GOAL OF THE EXERCISE: The lines below are to be quoted exactly, from the first through the one that contains "pub struct Signal".

DATA FOR THIS TASK:
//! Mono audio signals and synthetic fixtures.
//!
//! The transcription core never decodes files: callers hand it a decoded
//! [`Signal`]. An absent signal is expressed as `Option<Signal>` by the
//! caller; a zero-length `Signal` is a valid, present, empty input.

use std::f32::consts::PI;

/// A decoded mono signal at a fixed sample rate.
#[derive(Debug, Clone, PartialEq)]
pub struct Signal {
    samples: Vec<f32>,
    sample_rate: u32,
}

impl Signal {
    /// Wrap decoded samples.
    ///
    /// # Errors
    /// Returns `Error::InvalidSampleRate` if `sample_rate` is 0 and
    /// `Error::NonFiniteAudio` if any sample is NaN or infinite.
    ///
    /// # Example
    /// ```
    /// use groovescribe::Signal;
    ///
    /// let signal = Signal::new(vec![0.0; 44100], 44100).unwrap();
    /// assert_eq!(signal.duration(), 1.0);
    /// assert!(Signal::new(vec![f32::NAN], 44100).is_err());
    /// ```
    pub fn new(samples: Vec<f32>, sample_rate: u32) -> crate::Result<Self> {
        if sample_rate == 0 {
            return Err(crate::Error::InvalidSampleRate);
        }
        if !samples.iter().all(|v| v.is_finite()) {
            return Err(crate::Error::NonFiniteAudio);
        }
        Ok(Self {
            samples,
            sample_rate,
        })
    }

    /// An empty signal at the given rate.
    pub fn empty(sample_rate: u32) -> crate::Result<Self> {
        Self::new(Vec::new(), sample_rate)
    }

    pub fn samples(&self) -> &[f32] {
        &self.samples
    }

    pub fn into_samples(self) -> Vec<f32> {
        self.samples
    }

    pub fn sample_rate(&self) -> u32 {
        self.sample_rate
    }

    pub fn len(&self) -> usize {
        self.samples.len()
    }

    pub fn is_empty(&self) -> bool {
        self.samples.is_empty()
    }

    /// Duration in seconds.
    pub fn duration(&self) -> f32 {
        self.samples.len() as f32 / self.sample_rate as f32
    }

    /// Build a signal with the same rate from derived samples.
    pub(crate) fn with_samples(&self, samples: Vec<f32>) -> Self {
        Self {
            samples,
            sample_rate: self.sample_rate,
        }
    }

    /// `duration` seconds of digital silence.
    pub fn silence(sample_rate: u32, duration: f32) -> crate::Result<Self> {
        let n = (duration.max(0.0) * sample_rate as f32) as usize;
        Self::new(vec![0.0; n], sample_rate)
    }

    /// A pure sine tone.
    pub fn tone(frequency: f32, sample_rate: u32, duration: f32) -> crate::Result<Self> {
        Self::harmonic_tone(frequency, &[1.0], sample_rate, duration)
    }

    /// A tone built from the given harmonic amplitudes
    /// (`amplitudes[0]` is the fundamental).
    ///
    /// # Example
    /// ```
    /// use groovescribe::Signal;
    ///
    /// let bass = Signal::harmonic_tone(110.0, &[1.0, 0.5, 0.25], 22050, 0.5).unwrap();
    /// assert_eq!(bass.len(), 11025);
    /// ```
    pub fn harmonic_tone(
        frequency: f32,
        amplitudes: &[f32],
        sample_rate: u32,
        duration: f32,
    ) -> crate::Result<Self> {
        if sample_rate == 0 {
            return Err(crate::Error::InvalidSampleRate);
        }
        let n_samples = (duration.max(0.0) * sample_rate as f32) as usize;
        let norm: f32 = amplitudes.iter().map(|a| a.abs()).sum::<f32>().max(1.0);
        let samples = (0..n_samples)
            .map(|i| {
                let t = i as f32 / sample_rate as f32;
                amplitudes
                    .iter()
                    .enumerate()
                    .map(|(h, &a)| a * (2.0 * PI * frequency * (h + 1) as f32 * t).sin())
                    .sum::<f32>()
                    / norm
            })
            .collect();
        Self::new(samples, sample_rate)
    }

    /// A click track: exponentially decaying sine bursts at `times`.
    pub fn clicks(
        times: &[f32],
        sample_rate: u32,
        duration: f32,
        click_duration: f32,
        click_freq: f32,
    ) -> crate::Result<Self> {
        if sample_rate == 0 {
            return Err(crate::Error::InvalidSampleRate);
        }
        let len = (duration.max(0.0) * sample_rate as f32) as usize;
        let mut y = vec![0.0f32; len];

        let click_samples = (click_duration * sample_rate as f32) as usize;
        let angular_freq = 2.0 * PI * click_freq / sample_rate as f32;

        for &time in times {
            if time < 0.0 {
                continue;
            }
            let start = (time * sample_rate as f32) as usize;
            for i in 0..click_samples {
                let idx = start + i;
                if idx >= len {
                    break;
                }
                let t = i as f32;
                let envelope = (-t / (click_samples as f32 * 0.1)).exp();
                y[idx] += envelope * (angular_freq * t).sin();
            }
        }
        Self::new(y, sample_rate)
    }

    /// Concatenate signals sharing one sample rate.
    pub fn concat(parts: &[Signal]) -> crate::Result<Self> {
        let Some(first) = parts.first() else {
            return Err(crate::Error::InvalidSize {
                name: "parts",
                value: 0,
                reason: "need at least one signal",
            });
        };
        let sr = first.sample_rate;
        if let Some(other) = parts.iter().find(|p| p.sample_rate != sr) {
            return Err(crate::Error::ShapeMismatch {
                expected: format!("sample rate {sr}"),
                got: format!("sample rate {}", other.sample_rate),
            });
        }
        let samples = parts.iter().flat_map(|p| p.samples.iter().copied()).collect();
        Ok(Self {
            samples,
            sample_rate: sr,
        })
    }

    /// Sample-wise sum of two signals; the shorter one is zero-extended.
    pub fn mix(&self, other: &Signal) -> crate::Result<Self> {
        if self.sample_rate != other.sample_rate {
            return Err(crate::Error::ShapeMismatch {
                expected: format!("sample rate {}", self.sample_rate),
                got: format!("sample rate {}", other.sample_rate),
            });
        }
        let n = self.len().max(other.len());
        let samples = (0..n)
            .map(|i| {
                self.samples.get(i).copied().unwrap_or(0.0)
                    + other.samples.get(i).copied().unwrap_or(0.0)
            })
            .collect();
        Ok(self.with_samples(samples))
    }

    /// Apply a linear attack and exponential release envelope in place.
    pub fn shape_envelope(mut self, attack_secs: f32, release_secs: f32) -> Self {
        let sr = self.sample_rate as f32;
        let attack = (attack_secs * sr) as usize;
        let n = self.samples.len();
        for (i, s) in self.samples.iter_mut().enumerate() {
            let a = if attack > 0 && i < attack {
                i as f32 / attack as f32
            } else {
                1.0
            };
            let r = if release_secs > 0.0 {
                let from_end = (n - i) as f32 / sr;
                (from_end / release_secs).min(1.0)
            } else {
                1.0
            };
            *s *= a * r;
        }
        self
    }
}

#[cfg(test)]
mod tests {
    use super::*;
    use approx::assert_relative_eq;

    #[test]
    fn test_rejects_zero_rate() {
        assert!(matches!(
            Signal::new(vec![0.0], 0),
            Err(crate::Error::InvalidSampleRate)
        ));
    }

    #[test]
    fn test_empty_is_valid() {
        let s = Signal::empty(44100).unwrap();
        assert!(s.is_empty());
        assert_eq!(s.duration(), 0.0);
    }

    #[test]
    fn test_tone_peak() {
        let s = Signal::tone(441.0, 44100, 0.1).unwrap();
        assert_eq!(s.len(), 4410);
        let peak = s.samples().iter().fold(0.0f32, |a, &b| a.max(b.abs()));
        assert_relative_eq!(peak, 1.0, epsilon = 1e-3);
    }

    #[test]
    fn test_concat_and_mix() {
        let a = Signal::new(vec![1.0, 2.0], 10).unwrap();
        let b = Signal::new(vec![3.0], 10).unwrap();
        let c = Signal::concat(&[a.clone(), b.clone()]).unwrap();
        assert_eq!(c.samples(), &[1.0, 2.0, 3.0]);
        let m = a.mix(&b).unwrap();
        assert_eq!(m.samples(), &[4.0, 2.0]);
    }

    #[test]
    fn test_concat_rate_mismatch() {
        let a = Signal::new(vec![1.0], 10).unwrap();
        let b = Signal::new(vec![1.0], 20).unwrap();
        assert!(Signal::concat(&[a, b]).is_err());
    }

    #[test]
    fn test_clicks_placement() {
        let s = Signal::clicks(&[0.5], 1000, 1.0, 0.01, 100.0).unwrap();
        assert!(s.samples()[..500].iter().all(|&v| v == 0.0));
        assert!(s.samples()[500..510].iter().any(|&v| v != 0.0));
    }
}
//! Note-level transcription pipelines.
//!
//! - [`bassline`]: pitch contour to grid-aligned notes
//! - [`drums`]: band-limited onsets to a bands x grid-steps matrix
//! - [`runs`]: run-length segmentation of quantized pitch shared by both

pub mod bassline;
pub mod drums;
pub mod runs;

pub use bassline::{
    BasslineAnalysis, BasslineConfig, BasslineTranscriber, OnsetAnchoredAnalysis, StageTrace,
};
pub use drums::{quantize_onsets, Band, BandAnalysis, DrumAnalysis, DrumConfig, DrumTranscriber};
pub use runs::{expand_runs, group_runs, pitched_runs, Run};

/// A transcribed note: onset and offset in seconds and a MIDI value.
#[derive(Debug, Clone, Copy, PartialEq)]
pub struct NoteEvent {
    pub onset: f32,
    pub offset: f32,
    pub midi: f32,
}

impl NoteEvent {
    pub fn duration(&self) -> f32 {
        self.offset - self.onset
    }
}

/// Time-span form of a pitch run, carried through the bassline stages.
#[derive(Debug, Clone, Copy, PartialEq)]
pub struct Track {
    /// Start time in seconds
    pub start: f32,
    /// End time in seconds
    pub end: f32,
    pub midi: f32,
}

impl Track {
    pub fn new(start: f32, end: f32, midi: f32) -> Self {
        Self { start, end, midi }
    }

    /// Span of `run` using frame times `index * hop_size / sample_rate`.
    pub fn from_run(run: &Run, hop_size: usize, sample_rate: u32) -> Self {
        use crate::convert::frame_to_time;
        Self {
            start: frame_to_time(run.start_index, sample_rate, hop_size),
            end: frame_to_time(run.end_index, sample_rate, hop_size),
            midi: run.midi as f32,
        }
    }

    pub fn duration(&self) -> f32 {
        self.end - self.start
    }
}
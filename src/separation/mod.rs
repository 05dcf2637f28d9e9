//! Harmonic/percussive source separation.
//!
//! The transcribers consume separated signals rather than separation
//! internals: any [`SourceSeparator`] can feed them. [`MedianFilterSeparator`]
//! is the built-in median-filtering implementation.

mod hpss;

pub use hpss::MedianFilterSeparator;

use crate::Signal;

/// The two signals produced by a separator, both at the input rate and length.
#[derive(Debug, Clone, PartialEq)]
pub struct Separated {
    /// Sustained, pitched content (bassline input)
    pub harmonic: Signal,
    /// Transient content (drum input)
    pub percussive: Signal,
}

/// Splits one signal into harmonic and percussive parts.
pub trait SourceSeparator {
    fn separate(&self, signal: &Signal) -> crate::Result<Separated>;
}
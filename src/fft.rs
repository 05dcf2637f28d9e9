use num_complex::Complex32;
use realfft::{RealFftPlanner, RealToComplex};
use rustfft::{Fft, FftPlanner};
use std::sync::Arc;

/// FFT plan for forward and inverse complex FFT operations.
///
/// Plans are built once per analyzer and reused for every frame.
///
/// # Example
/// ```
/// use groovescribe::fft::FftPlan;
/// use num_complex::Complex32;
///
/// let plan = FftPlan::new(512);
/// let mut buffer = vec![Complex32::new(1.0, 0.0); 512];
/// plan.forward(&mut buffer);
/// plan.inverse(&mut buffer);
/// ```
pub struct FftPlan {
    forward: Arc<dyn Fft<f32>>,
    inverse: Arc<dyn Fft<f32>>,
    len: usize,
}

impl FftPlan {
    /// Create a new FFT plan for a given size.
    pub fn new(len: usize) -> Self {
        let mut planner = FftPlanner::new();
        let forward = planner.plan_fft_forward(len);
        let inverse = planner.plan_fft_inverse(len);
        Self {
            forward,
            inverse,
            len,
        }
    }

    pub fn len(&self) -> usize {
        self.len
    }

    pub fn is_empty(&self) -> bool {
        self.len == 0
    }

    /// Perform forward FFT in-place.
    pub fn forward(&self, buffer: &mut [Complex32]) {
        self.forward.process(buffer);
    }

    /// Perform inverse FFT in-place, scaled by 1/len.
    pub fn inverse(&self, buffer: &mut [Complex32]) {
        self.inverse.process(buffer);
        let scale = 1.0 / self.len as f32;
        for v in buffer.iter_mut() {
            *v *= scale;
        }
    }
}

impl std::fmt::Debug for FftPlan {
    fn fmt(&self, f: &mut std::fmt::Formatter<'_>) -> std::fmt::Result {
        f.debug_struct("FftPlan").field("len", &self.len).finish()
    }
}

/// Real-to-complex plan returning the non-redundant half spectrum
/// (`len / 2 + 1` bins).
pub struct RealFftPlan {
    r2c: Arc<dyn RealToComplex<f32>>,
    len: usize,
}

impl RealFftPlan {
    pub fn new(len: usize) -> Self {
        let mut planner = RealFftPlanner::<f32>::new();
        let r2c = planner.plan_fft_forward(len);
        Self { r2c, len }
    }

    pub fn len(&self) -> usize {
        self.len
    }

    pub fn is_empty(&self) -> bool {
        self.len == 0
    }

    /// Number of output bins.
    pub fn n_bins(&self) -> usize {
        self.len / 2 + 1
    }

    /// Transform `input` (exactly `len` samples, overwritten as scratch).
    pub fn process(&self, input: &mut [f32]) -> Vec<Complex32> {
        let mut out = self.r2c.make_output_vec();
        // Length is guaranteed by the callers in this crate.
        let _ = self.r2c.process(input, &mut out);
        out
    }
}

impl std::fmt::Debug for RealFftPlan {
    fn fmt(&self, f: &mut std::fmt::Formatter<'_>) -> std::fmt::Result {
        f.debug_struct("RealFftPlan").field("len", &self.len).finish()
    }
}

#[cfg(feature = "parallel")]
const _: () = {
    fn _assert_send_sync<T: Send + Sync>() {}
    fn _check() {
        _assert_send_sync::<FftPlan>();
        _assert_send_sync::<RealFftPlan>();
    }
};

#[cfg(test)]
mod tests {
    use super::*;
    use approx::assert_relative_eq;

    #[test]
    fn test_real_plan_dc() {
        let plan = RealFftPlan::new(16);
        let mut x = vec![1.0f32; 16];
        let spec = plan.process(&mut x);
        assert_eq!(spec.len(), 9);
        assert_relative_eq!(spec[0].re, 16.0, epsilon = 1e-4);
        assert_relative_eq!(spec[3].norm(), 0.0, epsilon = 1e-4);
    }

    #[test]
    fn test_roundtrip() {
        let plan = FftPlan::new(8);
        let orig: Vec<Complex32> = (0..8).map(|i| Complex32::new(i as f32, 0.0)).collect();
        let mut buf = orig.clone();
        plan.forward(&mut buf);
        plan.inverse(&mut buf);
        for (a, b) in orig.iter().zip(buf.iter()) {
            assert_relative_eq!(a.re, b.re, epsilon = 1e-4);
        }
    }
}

ANSWER TO THIS EXERCISE:
//! Mono audio signals and synthetic fixtures.
//!
//! The transcription core never decodes files: callers hand it a decoded
//! [`Signal`]. An absent signal is expressed as `Option<Signal>` by the
//! caller; a zero-length `Signal` is a valid, present, empty input.

use std::f32::consts::PI;

/// A decoded mono signal at a fixed sample rate.
#[derive(Debug, Clone, PartialEq)]
pub struct Signal {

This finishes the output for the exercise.